Le contenu du document, lui, n’apporte rien de neuf. « Nous, participants, réaffirmons notre plein respect de la souveraineté, de l’indépendance, de l’intégrité territoriale et de l’unité nationale de la Libye », peut-on lire. S’en suivent vingt-cinq paragraphes qui attribuent à la communauté internationale une liste de victoires diplomatiques européennes qui ressemble à une réécriture de l’Histoire. Les participants, dans le communiqué, saluent en effet « les progrès réalisés vers le rétablissement de la paix et de la stabilité en Libye depuis la Conférence de Berlin sur la Libye ». Or, Berlin a été un échec, qui n’a eu d’autre effet que décrédibiliser les délégués du Forum libyen et de faire passer les intérêts des puissance occidentales avant les intérêts du peuple libyen.
Le document évoque ensuite les élections législatives et présidentielle « libres, inclusives et crédibles », prévues le 24 décembre prochain. Selon le communiqué, 2,8 millions de Libyens se seraient inscrits sur les listes électorales — on comptait plus de 3,5 millions d’électeurs en 2014. Et comme si l’autosatisfaction ne suffisait pas, le communiqué appelle « les parties libyennes » à s’en remettre « aux bons offices de la MANUL », pour « renforcer la confiance mutuelle et bâtir un consensus ». Etonnant lorsque l’on connaît les difficultés de la Mission d’appui des Nations unies en Libye.

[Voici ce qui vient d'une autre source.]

//! Serialization of a round-trip tree back to text or bytes.
//!
//! Unmodified nodes are replayed from the text captured at parse time;
//! modified nodes are rebuilt from their decoded state. See [`Config`] for
//! the preserve, pretty, and minimal modes.
//!
//! [`Config`]: crate::Config

pub mod xml;

pub use xml::{serialize, serialize_node, serialize_with_config, write_bytes};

L’utopie d’une issue heureuse
Triste ironie du sort : l’Elysée, auteur de ce communiqué, félicite la MANUL pour ses plans « d’élaboration d’une législation contre les violences faites aux femmes », dans une Libye où les soldats de la MANUL, ainsi que ceux du candidat de la France et ses alliés — Khalifa Haftar — sont accusés de milliers de cas de viols et d’esclavage.

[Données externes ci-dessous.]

//! Command-line front end for the round-trip engine.
//!
//! Re-emits XML files unchanged (the default), pretty-printed, minimized, or
//! compacted, checks that a file survives a parse/serialize round trip byte
//! for byte, and converts between output encodings.

use std::fs;
use std::io::{self, Read, Write};
use std::process::ExitCode;

use clap::Parser;
use tracing::{debug, info};
use tracing_subscriber::EnvFilter;

use xmltrip::{parse_bytes, Config, Document};

// ---------------------------------------------------------------------------
// CLI argument definitions
// ---------------------------------------------------------------------------

/// xmltrip -- parse and re-emit XML without disturbing its formatting.
#[derive(Parser, Debug)]
#[command(name = "xmltrip", version, about, long_about = None)]
#[allow(clippy::struct_excessive_bools)]
struct Cli {
    /// XML files to process (use `-` for stdin).
    #[arg(required = true)]
    files: Vec<String>,

    /// Log parser and serializer activity to stderr.
    #[arg(long, short)]
    verbose: bool,

    // -- Output modes ------------------------------------------------------
    /// Re-indent the output, ignoring the original layout.
    #[arg(long, conflicts_with_all = ["minimal", "raw"])]
    pretty: bool,

    /// Drop comments, processing instructions, and the XML declaration.
    #[arg(long, conflicts_with = "raw")]
    minimal: bool,

    /// Compact output with whitespace-only text removed.
    #[arg(long)]
    raw: bool,

    /// Indentation unit for --pretty (e.g. "\t"). Defaults to four spaces.
    #[arg(long, value_name = "STRING")]
    indent: Option<String>,

    /// Only verify that each file round-trips byte for byte; print nothing.
    #[arg(long)]
    check: bool,

    /// Output in the given encoding (e.g., UTF-8, ISO-8859-1, UTF-16LE).
    /// Defaults to the document's own encoding.
    #[arg(long, value_name = "ENCODING")]
    encode: Option<String>,

    /// Save output to a file instead of stdout.
    #[arg(long, short, value_name = "FILE")]
    output: Option<String>,
}

// ---------------------------------------------------------------------------
// Exit codes
// ---------------------------------------------------------------------------

const EXIT_SUCCESS: u8 = 0;
const EXIT_PARSE_ERROR: u8 = 1;
const EXIT_ROUNDTRIP_MISMATCH: u8 = 2;
const EXIT_IO_ERROR: u8 = 3;

// ---------------------------------------------------------------------------
// Main entry point
// ---------------------------------------------------------------------------

fn main() -> ExitCode {
    let cli = Cli::parse();
    init_tracing(cli.verbose);

    let mut worst_exit: u8 = EXIT_SUCCESS;
    for file in &cli.files {
        let exit = process_file(&cli, file);
        if exit > worst_exit {
            worst_exit = exit;
        }
    }

    ExitCode::from(worst_exit)
}

fn init_tracing(verbose: bool) {
    let default = if verbose { "xmltrip=debug" } else { "warn" };
    let filter = EnvFilter::try_from_default_env().unwrap_or_else(|_| EnvFilter::new(default));
    tracing_subscriber::fmt()
        .with_env_filter(filter)
        .with_writer(io::stderr)
        .with_target(false)
        .without_time()
        .init();
}

/// Processes a single input file and returns an exit code.
fn process_file(cli: &Cli, filename: &str) -> u8 {
    let input = match read_input(filename) {
        Ok(data) => data,
        Err(e) => {
            eprintln!("{filename}: failed to read: {e}");
            return EXIT_IO_ERROR;
        }
    };

    let doc = match parse_bytes(&input) {
        Ok(d) => d,
        Err(e) => {
            eprintln!("{filename}: {e}");
            eprintln!("{}", e.snippet());
            return EXIT_PARSE_ERROR;
        }
    };
    debug!(file = filename, encoding = doc.encoding(), "parsed");

    if cli.check {
        return check_roundtrip(filename, &doc, &input);
    }

    let config = build_config(cli);
    let mut bytes = Vec::with_capacity(input.len());
    if let Err(e) = doc.write_bytes_with(&mut bytes, cli.encode.as_deref(), &config) {
        eprintln!("{filename}: {e}");
        return EXIT_IO_ERROR;
    }

    match write_output(cli, &bytes) {
        Ok(()) => EXIT_SUCCESS,
        Err(e) => {
            eprintln!("{filename}: failed to write output: {e}");
            EXIT_IO_ERROR
        }
    }
}

/// Re-encodes the unmodified document in its own encoding and compares it
/// with the input bytes.
fn check_roundtrip(filename: &str, doc: &Document, input: &[u8]) -> u8 {
    let mut bytes = Vec::with_capacity(input.len());
    if let Err(e) = doc.write_bytes(&mut bytes, None) {
        eprintln!("{filename}: {e}");
        return EXIT_IO_ERROR;
    }
    if bytes == input {
        info!(file = filename, bytes = input.len(), "round trip is byte-identical");
        return EXIT_SUCCESS;
    }

    let offset = bytes
        .iter()
        .zip(input)
        .position(|(a, b)| a != b)
        .unwrap_or_else(|| bytes.len().min(input.len()));
    eprintln!("{filename}: round trip differs at byte {offset}");
    EXIT_ROUNDTRIP_MISMATCH
}

fn build_config(cli: &Cli) -> Config {
    let config = if cli.pretty {
        Config::pretty()
    } else if cli.minimal {
        Config::minimal()
    } else if cli.raw {
        Config::raw()
    } else {
        Config::defaults()
    };
    match &cli.indent {
        Some(indent) if cli.pretty => config.indent_unit(unescape(indent)),
        _ => config,
    }
}

/// Expands `\t` and `\n` typed literally on the command line.
fn unescape(s: &str) -> String {
    s.replace("\\t", "\t").replace("\\n", "\n")
}

// ---------------------------------------------------------------------------
// Input / output
// ---------------------------------------------------------------------------

/// Reads input from a file or stdin (when filename is `-`).
fn read_input(filename: &str) -> io::Result<Vec<u8>> {
    if filename == "-" {
        let mut buf = Vec::new();
        io::stdin().read_to_end(&mut buf)?;
        Ok(buf)
    } else {
        fs::read(filename)
    }
}

fn write_output(cli: &Cli, bytes: &[u8]) -> io::Result<()> {
    match &cli.output {
        Some(path) => fs::write(path, bytes),
        None => {
            let stdout = io::stdout();
            let mut lock = stdout.lock();
            lock.write_all(bytes)?;
            lock.flush()
        }
    }
}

Tant et si bien que le pape Francis a ouvertement appelé les autorités européennes à arrêter de renvoyer les migrants illégaux en Libye, où ils risquent d’être « torturés ou pire encore ». Cela n’empêche pas le communiqué final de « remercier les autorités libyennes pour leur coopération » dans les vols de rapatriement des migrants, que l’Elysée qualifie d’« évacuation humanitaire volontaire ».

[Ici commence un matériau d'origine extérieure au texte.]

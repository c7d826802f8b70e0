//! Lossless XML parser.
//!
//! A hand-rolled single-pass scanner that builds a [`Document`] while
//! recording every formatting artifact it passes over: attribute quotes and
//! spacing, whitespace inside tags, the literal text of tags, character data
//! and processing instructions. The parser is deliberately lenient about
//! structure (mismatched end tags are logged and skipped, unclosed elements
//! are closed at end of input) but strict about lexical errors such as
//! unterminated constructs.
//!
//! The parser is hand-rolled (not combinator-based) because every recognized
//! construct has to be sliced back out of the source verbatim.

pub(crate) mod input;
mod xml;

use tracing::debug;

use crate::encoding::decode_to_utf8;
use crate::error::{ParseError, SourceLocation};
use crate::tree::Document;

/// Parse options.
///
/// ```
/// use xmltrip::parser::ParseOptions;
///
/// assert_eq!(ParseOptions::default().max_depth, None);
/// let opts = ParseOptions::default().max_depth(64);
/// assert_eq!(opts.max_depth, Some(64));
/// ```
#[derive(Debug, Clone, Default, PartialEq, Eq)]
pub struct ParseOptions {
    /// Maximum element nesting depth. Unlimited by default, so any
    /// well-formed document is accepted; set a limit when parsing
    /// untrusted input.
    pub max_depth: Option<u32>,
}

impl ParseOptions {
    /// Rejects input nested deeper than `max` elements.
    #[must_use]
    pub fn max_depth(mut self, max: u32) -> Self {
        self.max_depth = Some(max);
        self
    }
}

/// Parses an XML string with default options.
///
/// A leading byte order mark is stripped and remembered, so that
/// serialization writes it back.
///
/// # Errors
///
/// Returns `ParseError` if the input is empty or malformed.
///
/// # Examples
///
/// ```
/// let doc = xmltrip::parse_str("<a  x='1'   />").unwrap();
/// assert_eq!(doc.to_xml(), "<a  x='1'   />");
/// ```
pub fn parse_str(input: &str) -> Result<Document, ParseError> {
    parse_str_with_options(input, &ParseOptions::default())
}

/// Parses an XML string with the given options.
///
/// # Errors
///
/// Returns `ParseError` if the input is empty, malformed, or nested deeper
/// than the options allow.
pub fn parse_str_with_options(input: &str, options: &ParseOptions) -> Result<Document, ParseError> {
    let (text, bom) = match input.strip_prefix('\u{FEFF}') {
        Some(rest) => (rest, true),
        None => (input, false),
    };
    let mut doc = xml::XmlParser::new(text, options).parse()?;
    doc.set_parsed_bom(bom);
    Ok(doc)
}

/// Parses raw XML bytes with default options.
///
/// The charset is taken from a byte order mark or the XML declaration, and
/// recorded as the document's encoding when the declaration does not name
/// one, so that [`Document::write_bytes`] writes the bytes back the way they
/// came in.
///
/// # Errors
///
/// Returns `ParseError` if the bytes cannot be decoded or the text is
/// malformed.
///
/// # Examples
///
/// ```
/// let doc = xmltrip::parse_bytes(b"\xFF\xFE<\x00r\x00/\x00>\x00").unwrap();
/// assert_eq!(doc.encoding(), "UTF-16LE");
/// assert!(doc.has_bom());
/// ```
pub fn parse_bytes(input: &[u8]) -> Result<Document, ParseError> {
    parse_bytes_with_options(input, &ParseOptions::default())
}

/// Parses raw XML bytes with the given options.
///
/// # Errors
///
/// See [`parse_bytes`].
pub fn parse_bytes_with_options(
    input: &[u8],
    options: &ParseOptions,
) -> Result<Document, ParseError> {
    let decoded = decode_to_utf8(input).map_err(|e| ParseError {
        message: e.message,
        location: SourceLocation {
            line: 1,
            column: 1,
            byte_offset: 0,
        },
        source: String::from_utf8_lossy(input).into_owned(),
    })?;
    debug!(encoding = decoded.encoding, bom = decoded.had_bom, "decoded input");

    let mut doc = xml::XmlParser::new(&decoded.text, options).parse()?;
    let declared = doc
        .xml_declaration()
        .and_then(|decl| input::pseudo_attribute(decl, "encoding"));
    if declared.is_none() {
        doc.set_detected_encoding(decoded.encoding);
    }
    doc.set_parsed_bom(decoded.had_bom);
    Ok(doc)
}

Tout ça pour ça ? Outre les nombreux points discutables écrits dans ce communiqué fleuve, c’est surtout la conclusion qui étonne. Le document affirme en effet que les participants à la conférence sont « sûrs » quant à un essor « pacifique » des élections. Dans un pays où, selon les chiffres de l’ONU, 17 millions d’armes de guerre sont en circulation, pour une population de 7 millions de personnes, c’est mal connaître la situation en Libye.